Scene 3. Protest (1908) Movement leaders have been sentenced to jail for refusing to leave South Africa. The community resolves to protest by filling up the jail. Getting themselves arrested for various offences, the number of Satyagrahi prisoners rises to 150 within a few days. The government proposes a settlement: if the majority of Indians undergoes voluntary registration, they will repeal the Black Act. After fulfilling their part of the bargain, the community is stunned to learn that the Black Act is to be put into effect anyway. Ready to resume the struggle, Satyagrahis issue their own ultimatum: if the government will not withdraw the act, Indians will burn their certificates and accept the consequences. On the day of the ultimatum’s expiration, Gandhi learns of the government’s refusal while conducting a prayer meeting before the burning of the registration cards. The certificates are set ablaze. Satyagraha now has its baptism of fire. Gandhi preaches about the importance of bearing no hate toward anyone: “The Lord said: Let a man feel hatred for no being, let him be friendly, compassionate; done with thoughts of ‘I’ and ‘mine’, the same in pleasure as in pain, long suffering.”

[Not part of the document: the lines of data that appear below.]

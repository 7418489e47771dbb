// Shared fixtures for the orchestrator integration tests.
#![allow(dead_code)]

use std::collections::BTreeMap;
use std::sync::Arc;

use anywhere_orchestrator::migrations::run_migrations;
use anywhere_orchestrator::settings::{RegionConfig, Settings};
use sqlx::{postgres::PgPoolOptions, Pool, Postgres};

pub const REGION: &str = "fr-par-1";

pub fn test_settings() -> Arc<Settings> {
    settings_for_regions(&[(REGION, "Paris 1"), ("nl-ams-1", "Amsterdam 1")])
}

pub fn settings_for_regions(regions_in: &[(&str, &str)]) -> Arc<Settings> {
    let mut regions = BTreeMap::new();
    for &(code, name) in regions_in {
        regions.insert(
            code.to_string(),
            RegionConfig {
                name: name.to_string(),
                instance_type: "DEV1-S".into(),
                image: "ubuntu_jammy".into(),
            },
        );
    }
    Arc::new(Settings::new(regions))
}

/// Pool against `TEST_DATABASE_URL` with migrations applied, or `None` when
/// the variable is unset so Postgres tests can skip.
pub async fn get_test_db_pool() -> Option<Pool<Postgres>> {
    get_test_db_pool_with(PgPoolOptions::new().max_connections(5)).await
}

pub async fn get_test_db_pool_with(options: PgPoolOptions) -> Option<Pool<Postgres>> {
    let database_url = std::env::var("TEST_DATABASE_URL").ok()?;
    let pool = options
        .connect(&database_url)
        .await
        .expect("Failed to create test database pool");
    run_migrations(&pool)
        .await
        .expect("Failed to run migrations on test database");
    Some(pool)
}
use sqlx::{Pool, Postgres};

/// Applies `sqlx-migrations/` and checks the inventory table is in place.
pub async fn run_migrations(pool: &Pool<Postgres>) -> Result<(), sqlx::migrate::MigrateError> {
    if let Err(e) = sqlx::migrate!("../sqlx-migrations").run(pool).await {
        tracing::warn!(error = %e, "migration error (may be safe to ignore if applied manually)");

        let table_exists: bool = sqlx::query_scalar(
            "SELECT EXISTS(
               SELECT 1 FROM information_schema.tables WHERE table_name = 'proxy_instances'
             )",
        )
        .fetch_one(pool)
        .await
        .unwrap_or(false);

        if !table_exists {
            tracing::error!("table 'proxy_instances' does not exist; migrations must be applied");
            return Err(e);
        }
        tracing::info!("inventory table exists; continuing despite migration error");
    }
    Ok(())
}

Richard Croft as Gandhi in a scene from Act III of Glass's "Satyagraha." Photo: Ken Howard/Metropolitan Opera

Act III “Ki ng” New Castle March (1913) With two racially discriminatory laws, the government is effectively controlling the influx of new Indian settlers and keeping the old class of indentured laborers under its thumb. Both the Three Pound Tax and the Asiatic Immigration Law are in effect as the great Indian leader, Shree Gokhale, makes a tour of South Africa and secures from the government a public promise for their repeal. The government’s breach of that promise gives Satyagraha an opportunity to include new objectives in its fight for truth and, in turn, to increase its strength in numbers. The miners in New Castle are selected to be the first drawn into the expanding struggle, and a deputation travels there, organizing a strike in sympathy with the movement. It is also decided that striking miners and their families should leave the homes provided by mine owners and join the Satyagraha army. Led by Gandhi, they march the thirty-six miles to the Transvaal border. If arrested at this check point, the army of 5,000 would flood the jails, incurring heavy expenses and difficulties for the government. If allowed to proceed to Tolstoy Farm, they would prolong the strike, conceivably drawing all of the 60,000 laborers affected by the tax law into the struggle. In either event, they would be bringing strong pressure for repeal, all within the dictates of Satyagraha. The army is instructed to stand any test without opposition, and their movements are openly announced to their adversaries—“as an effective protest against the Minister’s breach of pledge and as a pure demonstration of our distress at the loss of self-respect.”

Talking to his followers about the soul’s return to Brahma, Gandhi proclaims: “The Lord said, I have passed through many a birth and many have you, I know them all but you do not. Yet by my creative energy, I consort with Nature and come to be in time. For whenever the law of righteousness withers away and lawlessness arises, then do I generate myself on earth. I come into being age after age and take a visible shape and move a man with men for the protection of good, thrusting the evil back and setting virtue on her seat again.”